While a huge benefit to the fruit industry, as it assures near uniformity of texture and taste, asexual reproduction leads to genetic rigidity and difficulty in breeding.  It also means that a single disease, say one from a certain famous canal, might just evolve into a strain which could wipe out the entire Cavendish variety just like the Gros Michel.

And, it already happened in Taiwan.  A strain of the Panama, Tropical Race 4 (TR4), reduced the country’s Cavendish exports from nearly 400,000 tonnes in the 1960s to just a few thousand today.  Furthermore, a study in PLOS Pathogens reports TR4 is rooting itself into Asia and spreading out slowly and inexorably toward India and China, the leading global banana producers (26% between the two).

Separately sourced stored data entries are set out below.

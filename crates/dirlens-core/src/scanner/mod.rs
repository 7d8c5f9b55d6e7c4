//! Scanner module — builds a [`Node`] tree from a filesystem subtree.
//!
//! The traversal is recursive, single-threaded, and depth-first: children
//! are fully processed before their parent's size is computed. Only
//! access-denied failures are absorbed — the affected entry is omitted from
//! the tree and counted in [`ScanOutcome::skipped`]; any other failure
//! aborts the whole scan.
//!
//! [`start_scan`] wraps the blocking walk in a named background thread with
//! a bounded progress channel and cooperative cancellation, so interactive
//! callers never block on filesystem I/O.

pub mod progress;
mod walk;

use crate::model::Node;
use progress::ScanProgress;
use walk::WalkContext;

use crossbeam_channel::Receiver;
use serde::Serialize;
use std::io;
use std::path::{Path, PathBuf};
use std::sync::atomic::{AtomicBool, Ordering};
use std::sync::Arc;
use std::thread;
use std::time::Instant;
use thiserror::Error;
use tracing::{debug, info, warn};

/// Unrecoverable scan failure.
#[derive(Debug, Error)]
pub enum ScanError {
    /// The filesystem failed with something other than an access denial —
    /// missing path, I/O error, resource exhaustion.
    #[error("failed to read {}: {source}", path.display())]
    Io {
        path: PathBuf,
        #[source]
        source: io::Error,
    },

    /// The cancellation flag was raised while the walk was in progress.
    #[error("scan was cancelled")]
    Cancelled,
}

impl ScanError {
    /// Access-denied failures are absorbed as entry skips, never surfaced.
    pub(crate) fn is_access_denied(&self) -> bool {
        matches!(
            self,
            Self::Io { source, .. } if source.kind() == io::ErrorKind::PermissionDenied
        )
    }
}

/// The result of a completed scan.
#[derive(Debug, Clone, Serialize)]
pub struct ScanOutcome {
    /// Root of the scanned tree.
    pub root: Node,
    /// Entries omitted from the tree because the filesystem denied access.
    pub skipped: u64,
}

impl ScanOutcome {
    /// `true` when every reachable entry made it into the tree.
    pub fn is_complete(&self) -> bool {
        self.skipped == 0
    }
}

/// Scan a directory subtree, discarding progress.
///
/// See [`scan_with_progress`] for the full contract.
pub fn scan(root: &Path) -> Result<ScanOutcome, ScanError> {
    scan_with_progress(root, |_| {})
}

/// Scan a directory subtree, invoking `on_file` with the display name of
/// each successfully read file, in traversal order.
///
/// Blocks on filesystem I/O for the whole walk; latency-sensitive callers
/// should use [`start_scan`] instead.
pub fn scan_with_progress<F>(root: &Path, mut on_file: F) -> Result<ScanOutcome, ScanError>
where
    F: FnMut(&str),
{
    scan_inner(root, &mut on_file, None)
}

fn scan_inner(
    root: &Path,
    on_file: &mut dyn FnMut(&str),
    cancel: Option<&AtomicBool>,
) -> Result<ScanOutcome, ScanError> {
    // Node paths are absolute even when the caller hands us something
    // relative.
    let root = std::path::absolute(root).map_err(|source| ScanError::Io {
        path: root.to_path_buf(),
        source,
    })?;

    let mut ctx = WalkContext {
        on_file,
        cancel,
        skipped: 0,
    };

    match walk::walk_dir(&root, &mut ctx) {
        Ok(node) => {
            debug!(
                "walk of {} complete: {} files, {} bytes, {} entries skipped",
                root.display(),
                node.file_count(),
                node.size,
                ctx.skipped
            );
            Ok(ScanOutcome {
                root: node,
                skipped: ctx.skipped,
            })
        }
        // An unreadable scan root still yields a (childless) node rather
        // than a failure; `skipped` records the denial.
        Err(err) if err.is_access_denied() => {
            warn!("scan root {} is not readable: {err}", root.display());
            Ok(ScanOutcome {
                root: walk::dir_node(&root),
                skipped: ctx.skipped + 1,
            })
        }
        Err(err) => Err(err),
    }
}

/// Maximum number of progress messages that may queue in the channel.
///
/// Per-file messages are small, but a bounded channel means a stalled
/// consumer applies back-pressure to the scan thread instead of growing
/// the heap without limit.
pub const PROGRESS_CHANNEL_CAPACITY: usize = 4_096;

/// Handle to a running or completed background scan. Allows cancellation
/// and receiving progress updates.
pub struct ScanHandle {
    /// Receiver for progress updates from the scan thread.
    pub progress_rx: Receiver<ScanProgress>,
    /// Flag to request cancellation.
    cancel_flag: Arc<AtomicBool>,
    /// Join handle for the scan thread.
    _thread: Option<thread::JoinHandle<()>>,
}

impl ScanHandle {
    /// Request the scan to stop as soon as possible.
    pub fn cancel(&self) {
        self.cancel_flag.store(true, Ordering::Relaxed);
    }

    /// Check whether cancellation has been requested.
    pub fn is_cancelled(&self) -> bool {
        self.cancel_flag.load(Ordering::Relaxed)
    }
}

/// Start a scan on a background thread.
///
/// Returns a `ScanHandle` for receiving progress and requesting
/// cancellation. The thread sends one [`ScanProgress::File`] message per
/// scanned file, followed by exactly one terminal message — `Complete`,
/// `Failed`, or `Cancelled`. Message order matches traversal order.
pub fn start_scan(root_path: PathBuf) -> ScanHandle {
    let (progress_tx, progress_rx) =
        crossbeam_channel::bounded::<ScanProgress>(PROGRESS_CHANNEL_CAPACITY);
    let cancel_flag = Arc::new(AtomicBool::new(false));
    let cancel_clone = cancel_flag.clone();

    let thread = thread::Builder::new()
        .name("dirlens-scanner".into())
        .spawn(move || {
            info!("Starting scan of {}", root_path.display());
            let start = Instant::now();

            let mut on_file = |name: &str| {
                // A dropped receiver is not an error; keep scanning.
                let _ = progress_tx.send(ScanProgress::File {
                    name: name.to_owned(),
                });
            };

            match scan_inner(&root_path, &mut on_file, Some(&cancel_clone)) {
                Ok(outcome) => {
                    let duration = start.elapsed();
                    info!(
                        "Scan of {} complete in {duration:?} ({} entries skipped)",
                        root_path.display(),
                        outcome.skipped
                    );
                    let _ = progress_tx.send(ScanProgress::Complete { outcome, duration });
                }
                Err(ScanError::Cancelled) => {
                    info!("Scan of {} cancelled", root_path.display());
                    let _ = progress_tx.send(ScanProgress::Cancelled);
                }
                Err(error) => {
                    warn!("Scan of {} failed: {error}", root_path.display());
                    let _ = progress_tx.send(ScanProgress::Failed { error });
                }
            }
        })
        .expect("failed to spawn scanner thread");

    ScanHandle {
        progress_rx,
        cancel_flag,
        _thread: Some(thread),
    }
}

While the US might just be forced to suffer a higher cost for bananas or switch to the variety of readily available apples, many other countries are not so fortunate.  Of the 140 million tones of bananas annually produced, only ~18% are exported (India and China, for example, export nearly zero).  The vast majority are eaten by low-income, subsistence farmers.  The UN estimates that some countries make up to 30% of their daily nutrient intake from the banana.  In addition, heavy banana-exporting countries like Ecuador (93% of its total exports) will be devastated by a global blight.

Certainly, the banana industry has access to far more robust agricultural and scientific research than the 1960s, but the world’s hesitance to accept genetically engineered food has lead the industry to focus on the murky prospect of breeding programs – a risky, longterm bet at best.  Fortunately, unlike the first Panama epidemic, the world caught the disease early and is fighting to quarantine and curtail its outbreak.  But, global banana production is five times higher than in 1960.  It’s a much steepier slip if we can’t avoid the peel.